Stored data entries:

..........

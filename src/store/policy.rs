//! Policy Module
//!
//! Per-operation existence, durability and timeout settings passed to the
//! backend with every call.

use std::time::Duration;

/// Timeout applied to every store operation except index creation.
pub const DEFAULT_TIMEOUT: Duration = Duration::from_millis(2000);

// == Write Mode ==
/// Existence semantics a caller picks per `put`.
#[derive(Debug, Clone, Copy, PartialEq, Eq)]
pub enum WriteMode {
    /// Create or overwrite unconditionally
    UpdateAlways,
    /// Fail with `AlreadyExists` if the key is present
    CreateOnly,
}

// == Record Exists Action ==
/// What the backend does when the target record already exists (or not).
#[derive(Debug, Clone, Copy, PartialEq, Eq)]
pub enum RecordExistsAction {
    /// Create or merge into the existing record
    Update,
    /// Merge into the existing record; fail if absent
    UpdateOnly,
    /// Create; fail if present
    CreateOnly,
}

// == Commit Level ==
/// How many replicas must acknowledge a write.
#[derive(Debug, Clone, Copy, PartialEq, Eq)]
pub enum CommitLevel {
    All,
    Master,
}

// == Write Policy ==
#[derive(Debug, Clone, PartialEq, Eq)]
pub struct WritePolicy {
    pub exists: RecordExistsAction,
    pub commit_level: CommitLevel,
    /// TTL in seconds applied by this write; None leaves the record's TTL as is
    pub expiration: Option<u32>,
    /// Zero disables the timeout
    pub total_timeout: Duration,
}

impl WritePolicy {
    fn new(exists: RecordExistsAction, commit_level: CommitLevel, timeout: Duration) -> Self {
        Self {
            exists,
            commit_level,
            expiration: None,
            total_timeout: timeout,
        }
    }

    fn with_expiration(mut self, expiration: u32) -> Self {
        self.expiration = Some(expiration);
        self
    }
}

// == Read Policy ==
#[derive(Debug, Clone, PartialEq, Eq)]
pub struct ReadPolicy {
    pub total_timeout: Duration,
}

// == Scan Policy ==
#[derive(Debug, Clone, PartialEq, Eq)]
pub struct ScanPolicy {
    pub total_timeout: Duration,
}

// == Store Policies ==
/// The fixed set of policies one record store uses.
#[derive(Debug, Clone, PartialEq, Eq)]
pub struct StorePolicies {
    pub read: ReadPolicy,
    pub scan: ScanPolicy,
    /// Plain `put`: update, all replicas, TTL
    pub write_update: WritePolicy,
    /// Create-only `put`: all replicas, TTL
    pub write_create_only: WritePolicy,
    /// TTL refresh: master only
    pub touch: WritePolicy,
    /// Record and scan deletes: master only
    pub delete: WritePolicy,
    /// Single-field removal: master only, record must exist
    pub delete_field: WritePolicy,
    /// Index builds wait without a deadline
    pub index_timeout: Duration,
}

impl StorePolicies {
    /// Builds the policy set for a store with the given TTL in seconds.
    pub fn new(expiration: u32, timeout: Duration) -> Self {
        Self {
            read: ReadPolicy {
                total_timeout: timeout,
            },
            scan: ScanPolicy {
                total_timeout: timeout,
            },
            write_update: WritePolicy::new(RecordExistsAction::Update, CommitLevel::All, timeout)
                .with_expiration(expiration),
            write_create_only: WritePolicy::new(
                RecordExistsAction::CreateOnly,
                CommitLevel::All,
                timeout,
            )
            .with_expiration(expiration),
            touch: WritePolicy::new(RecordExistsAction::UpdateOnly, CommitLevel::Master, timeout)
                .with_expiration(expiration),
            delete: WritePolicy::new(RecordExistsAction::Update, CommitLevel::Master, timeout),
            delete_field: WritePolicy::new(
                RecordExistsAction::UpdateOnly,
                CommitLevel::Master,
                timeout,
            ),
            index_timeout: Duration::ZERO,
        }
    }

    /// Policy for a caller-selected write mode.
    pub fn for_mode(&self, mode: WriteMode) -> &WritePolicy {
        match mode {
            WriteMode::UpdateAlways => &self.write_update,
            WriteMode::CreateOnly => &self.write_create_only,
        }
    }
}
//! Expiry Sweep Task
//!
//! Background task that periodically reaps expired records from the
//! in-memory backend. Expired records are already invisible to reads; the
//! sweep only reclaims their memory.

use std::sync::Arc;
use std::time::Duration;

use tokio::task::JoinHandle;
use tracing::{debug, info};

use crate::store::MemoryBackend;

/// Spawns a background task that removes expired records every
/// `cleanup_interval_secs` seconds.
///
/// The returned handle is aborted during graceful shutdown.
///
/// # Example
/// ```ignore
/// let backend = Arc::new(MemoryBackend::new());
/// let cleanup_handle = spawn_cleanup_task(backend.clone(), 1);
/// // Later, during shutdown:
/// cleanup_handle.abort();
/// ```
pub fn spawn_cleanup_task(
    backend: Arc<MemoryBackend>,
    cleanup_interval_secs: u64,
) -> JoinHandle<()> {
    let interval = Duration::from_secs(cleanup_interval_secs.max(1));

    tokio::spawn(async move {
        info!(
            "Starting expiry sweep with interval of {} seconds",
            cleanup_interval_secs
        );

        loop {
            tokio::time::sleep(interval).await;

            let removed = backend.cleanup_expired().await;
            if removed > 0 {
                info!("Expiry sweep: removed {} expired records", removed);
            } else {
                debug!("Expiry sweep: no expired records found");
            }
        }
    })
}
//! Stored Entry Module
//!
//! Record state held by the in-memory backend, with TTL support.

use std::collections::HashMap;

use chrono::{DateTime, Duration, Utc};

use super::record::{Bin, FieldValue, Record};

// == Stored Entry ==
/// A record as the in-memory backend keeps it.
#[derive(Debug, Clone)]
pub struct StoredEntry {
    /// Field values, never `Nil`
    pub bins: HashMap<String, FieldValue>,
    /// Write counter
    pub generation: u32,
    /// Expiration timestamp, None = no expiration
    pub expires_at: Option<DateTime<Utc>>,
}

impl StoredEntry {
    // == Constructor ==
    /// Creates an entry from the written bins.
    ///
    /// # Arguments
    /// * `bins` - Fields to store; `Nil` bins are skipped
    /// * `ttl_seconds` - TTL in seconds, 0 = never expires
    pub fn new(bins: &[Bin], ttl_seconds: u32) -> Self {
        let mut entry = Self {
            bins: HashMap::with_capacity(bins.len()),
            generation: 0,
            expires_at: None,
        };
        entry.apply(bins);
        entry.refresh(ttl_seconds);
        entry
    }

    // == Apply ==
    /// Merges bins into the entry; `Nil` removes a field.
    pub fn apply(&mut self, bins: &[Bin]) {
        for bin in bins {
            match &bin.value {
                FieldValue::Nil => {
                    self.bins.remove(&bin.name);
                }
                value => {
                    self.bins.insert(bin.name.clone(), value.clone());
                }
            }
        }
        self.generation = self.generation.wrapping_add(1);
    }

    // == Refresh ==
    /// Restarts the TTL from now.
    pub fn refresh(&mut self, ttl_seconds: u32) {
        self.expires_at = if ttl_seconds == 0 {
            None
        } else {
            Some(Utc::now() + Duration::seconds(i64::from(ttl_seconds)))
        };
    }

    // == Is Expired ==
    /// Checks if the entry has expired.
    ///
    /// An entry is expired once the current time reaches its expiration time.
    pub fn is_expired(&self) -> bool {
        self.is_expired_at(Utc::now())
    }

    pub fn is_expired_at(&self, now: DateTime<Utc>) -> bool {
        match self.expires_at {
            Some(expires) => now >= expires,
            None => false,
        }
    }

    /// Snapshot handed to callers.
    pub fn to_record(&self) -> Record {
        Record {
            bins: self.bins.clone(),
            generation: self.generation,
            expires_at: self.expires_at,
        }
    }
}

// == Unit Tests ==
#[cfg(test)]
mod tests {
    use super::*;
    use std::thread::sleep;

    #[test]
    fn test_entry_creation_no_ttl() {
        let entry = StoredEntry::new(&[Bin::new("a", 1)], 0);

        assert!(entry.expires_at.is_none());
        assert!(!entry.is_expired());
        assert_eq!(entry.generation, 1);
    }

    #[test]
    fn test_entry_creation_with_ttl() {
        let entry = StoredEntry::new(&[Bin::new("a", 1)], 60);

        assert!(entry.expires_at.is_some());
        assert!(!entry.is_expired());
    }

    #[test]
    fn test_entry_expiration() {
        let entry = StoredEntry::new(&[Bin::new("a", 1)], 1);

        assert!(!entry.is_expired());

        sleep(std::time::Duration::from_millis(1100));

        assert!(entry.is_expired());
    }

    #[test]
    fn test_expiration_boundary_condition() {
        let mut entry = StoredEntry::new(&[Bin::new("a", 1)], 0);
        let now = Utc::now();
        entry.expires_at = Some(now);

        assert!(entry.is_expired_at(now), "Entry should be expired at boundary");
    }

    #[test]
    fn test_apply_merges_and_removes() {
        let mut entry = StoredEntry::new(&[Bin::new("A", 1), Bin::new("B", 2)], 0);
        entry.apply(&[Bin::null("B"), Bin::new("C", "three")]);

        assert_eq!(entry.bins.len(), 2);
        assert!(entry.bins.contains_key("A"));
        assert!(!entry.bins.contains_key("B"));
        assert_eq!(entry.generation, 2);
    }

    #[test]
    fn test_nil_bins_not_stored_on_create() {
        let entry = StoredEntry::new(&[Bin::new("A", 1), Bin::null("B")], 0);
        assert_eq!(entry.bins.len(), 1);
    }
}
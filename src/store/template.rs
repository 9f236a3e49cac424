//! Record Store Module
//!
//! Per-key operations against one `(namespace, partition)` of the shared
//! backend, each issued with its own policy and bounded by a timeout.

use std::collections::HashSet;
use std::future::Future;
use std::sync::Arc;
use std::time::Duration;

use tracing::{debug, trace};

use super::backend::{Backend, BackendResult, Filter, IndexType, Statement};
use super::policy::{StorePolicies, WriteMode, DEFAULT_TIMEOUT};
use super::record::{Bin, Record, RecordKey};
use crate::error::{CacheError, Result};

// == Record Store ==
pub struct RecordStore {
    backend: Arc<dyn Backend>,
    namespace: String,
    partition: String,
    /// TTL in seconds applied on writes and touches
    expiration: u32,
    policies: StorePolicies,
}

impl RecordStore {
    // == Constructor ==
    /// Creates a store over `namespace:partition` with the default timeout.
    ///
    /// # Arguments
    /// * `backend` - Shared backend connection
    /// * `namespace` - Backend namespace, must be non-empty
    /// * `partition` - Partition (set) inside the namespace, must be non-empty
    /// * `expiration` - TTL in seconds; 0 leaves expiration to the backend
    pub fn new(
        backend: Arc<dyn Backend>,
        namespace: impl Into<String>,
        partition: impl Into<String>,
        expiration: u32,
    ) -> Result<Self> {
        let namespace = namespace.into();
        let partition = partition.into();
        if namespace.is_empty() {
            return Err(CacheError::InvalidArgument(
                "namespace is not configured".to_string(),
            ));
        }
        if partition.is_empty() {
            return Err(CacheError::InvalidArgument(
                "partition is not configured".to_string(),
            ));
        }

        Ok(Self {
            backend,
            namespace,
            partition,
            expiration,
            policies: StorePolicies::new(expiration, DEFAULT_TIMEOUT),
        })
    }

    /// Rebuilds the policy set with a different operation timeout.
    pub fn with_timeout(mut self, timeout: Duration) -> Self {
        self.policies = StorePolicies::new(self.expiration, timeout);
        self
    }

    pub fn namespace(&self) -> &str {
        &self.namespace
    }

    pub fn partition(&self) -> &str {
        &self.partition
    }

    pub fn expiration(&self) -> u32 {
        self.expiration
    }

    pub fn policies(&self) -> &StorePolicies {
        &self.policies
    }

    fn record_key(&self, key: &str) -> Result<RecordKey> {
        if key.is_empty() {
            return Err(CacheError::InvalidArgument("key can't be empty".to_string()));
        }
        Ok(RecordKey::new(&self.namespace, &self.partition, key))
    }

    // == Exists ==
    pub async fn exists(&self, key: &str) -> Result<bool> {
        trace!("has {} key?", key);
        let record_key = self.record_key(key)?;
        let policy = &self.policies.read;
        bounded(policy.total_timeout, self.backend.exists(policy, &record_key)).await
    }

    // == Put ==
    /// Writes all bins as one record under the chosen write mode.
    ///
    /// `CreateOnly` fails with `AlreadyExists` when the key is present.
    pub async fn put(&self, key: &str, bins: &[Bin], mode: WriteMode) -> Result<()> {
        let record_key = self.record_key(key)?;
        if bins.is_empty() {
            return Err(CacheError::InvalidArgument(
                "bins should have data to store".to_string(),
            ));
        }
        trace!("persist {:?} in record key {} ({:?})", bins, key, mode);
        let policy = self.policies.for_mode(mode);
        bounded(policy.total_timeout, self.backend.put(policy, &record_key, bins)).await
    }

    // == Get ==
    /// Fetches the full record. Does not refresh its TTL.
    pub async fn get(&self, key: &str) -> Result<Option<Record>> {
        let record_key = self.record_key(key)?;
        let policy = &self.policies.read;
        bounded(policy.total_timeout, self.backend.get(policy, &record_key)).await
    }

    // == Delete Field ==
    /// Removes one field, leaving the rest of the record untouched.
    ///
    /// Fails with `NotFound` when the record does not exist.
    pub async fn delete_field(&self, key: &str, field: &str) -> Result<()> {
        trace!("delete {} bin in record key {}", field, key);
        let record_key = self.record_key(key)?;
        if field.is_empty() {
            return Err(CacheError::InvalidArgument(
                "bin name can't be empty".to_string(),
            ));
        }
        let policy = &self.policies.delete_field;
        let bins = [Bin::null(field)];
        bounded(policy.total_timeout, self.backend.put(policy, &record_key, &bins)).await
    }

    // == Delete ==
    /// Removes the record. Returns whether one existed.
    pub async fn delete(&self, key: &str) -> Result<bool> {
        trace!("delete {} key", key);
        let record_key = self.record_key(key)?;
        let policy = &self.policies.delete;
        bounded(policy.total_timeout, self.backend.delete(policy, &record_key)).await
    }

    // == Touch ==
    /// Resets the record's TTL to the configured expiration.
    pub async fn touch(&self, key: &str) -> Result<()> {
        trace!("touch {} key", key);
        let record_key = self.record_key(key)?;
        let policy = &self.policies.touch;
        bounded(policy.total_timeout, self.backend.touch(policy, &record_key)).await
    }

    // == Delete All ==
    /// Scans the partition and deletes every record found.
    ///
    /// Not atomic: records written during the scan may survive.
    /// Returns the number of records removed.
    pub async fn delete_all(&self) -> Result<usize> {
        let scan = &self.policies.scan;
        let keys = bounded(
            scan.total_timeout,
            self.backend
                .scan_keys(scan, &self.namespace, &self.partition),
        )
        .await?;

        let policy = &self.policies.delete;
        let mut removed = 0;
        for record_key in &keys {
            if bounded(policy.total_timeout, self.backend.delete(policy, record_key)).await? {
                removed += 1;
            }
        }
        debug!(
            "Deleted {} records from {}:{}",
            removed, self.namespace, self.partition
        );
        Ok(removed)
    }

    // == Create Index ==
    /// Builds a secondary index over `field`, waiting until it completes.
    pub async fn create_index(
        &self,
        field: &str,
        index_name: &str,
        index_type: IndexType,
    ) -> Result<()> {
        if field.is_empty() || index_name.is_empty() {
            return Err(CacheError::InvalidArgument(
                "index and field names can't be empty".to_string(),
            ));
        }
        bounded(
            self.policies.index_timeout,
            self.backend.create_index(
                &self.namespace,
                &self.partition,
                index_name,
                field,
                index_type,
            ),
        )
        .await
    }

    // == Range Query ==
    /// Distinct `id_field` values of records whose `indexed_field` lies in
    /// `[low, high]`. Requires an index on `indexed_field`.
    pub async fn range_query(
        &self,
        id_field: &str,
        indexed_field: &str,
        low: i64,
        high: i64,
    ) -> Result<HashSet<String>> {
        let statement = Statement {
            namespace: self.namespace.clone(),
            partition: self.partition.clone(),
            filter: Filter::range(indexed_field, low, high),
        };
        let policy = &self.policies.read;
        let keys = bounded(policy.total_timeout, self.backend.query(policy, &statement)).await?;

        let mut result = HashSet::with_capacity(keys.len());
        for record_key in &keys {
            trace!("Found key: {}", record_key);
            let record =
                bounded(policy.total_timeout, self.backend.get(policy, record_key)).await?;
            if let Some(id) = record.as_ref().and_then(|r| r.get_str(id_field)) {
                result.insert(id.to_string());
            }
        }
        Ok(result)
    }
}

impl std::fmt::Debug for RecordStore {
    fn fmt(&self, f: &mut std::fmt::Formatter<'_>) -> std::fmt::Result {
        f.debug_struct("RecordStore")
            .field("namespace", &self.namespace)
            .field("partition", &self.partition)
            .field("expiration", &self.expiration)
            .finish()
    }
}

/// Awaits a backend call, turning an elapsed deadline into `BackendUnavailable`.
/// A zero timeout waits indefinitely.
async fn bounded<T, F>(timeout: Duration, call: F) -> Result<T>
where
    F: Future<Output = BackendResult<T>>,
{
    if timeout.is_zero() {
        return call.await.map_err(CacheError::from);
    }
    match tokio::time::timeout(timeout, call).await {
        Ok(result) => result.map_err(CacheError::from),
        Err(_) => Err(CacheError::BackendUnavailable(format!(
            "no response within {}ms",
            timeout.as_millis()
        ))),
    }
}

..........

§ **WORK ORDER**: Reproduce exactly the lines that run from the start of the records to the line with "pub enum RecordExistsAction", both included.

§ **OUTPUT FOR THIS TASK**:
filename src/store/policy.rs
//! Policy Module
//!
//! Per-operation existence, durability and timeout settings passed to the
//! backend with every call.

use std::time::Duration;

/// Timeout applied to every store operation except index creation.
pub const DEFAULT_TIMEOUT: Duration = Duration::from_millis(2000);

// == Write Mode ==
/// Existence semantics a caller picks per `put`.
#[derive(Debug, Clone, Copy, PartialEq, Eq)]
pub enum WriteMode {
    /// Create or overwrite unconditionally
    UpdateAlways,
    /// Fail with `AlreadyExists` if the key is present
    CreateOnly,
}

// == Record Exists Action ==
/// What the backend does when the target record already exists (or not).
#[derive(Debug, Clone, Copy, PartialEq, Eq)]
pub enum RecordExistsAction {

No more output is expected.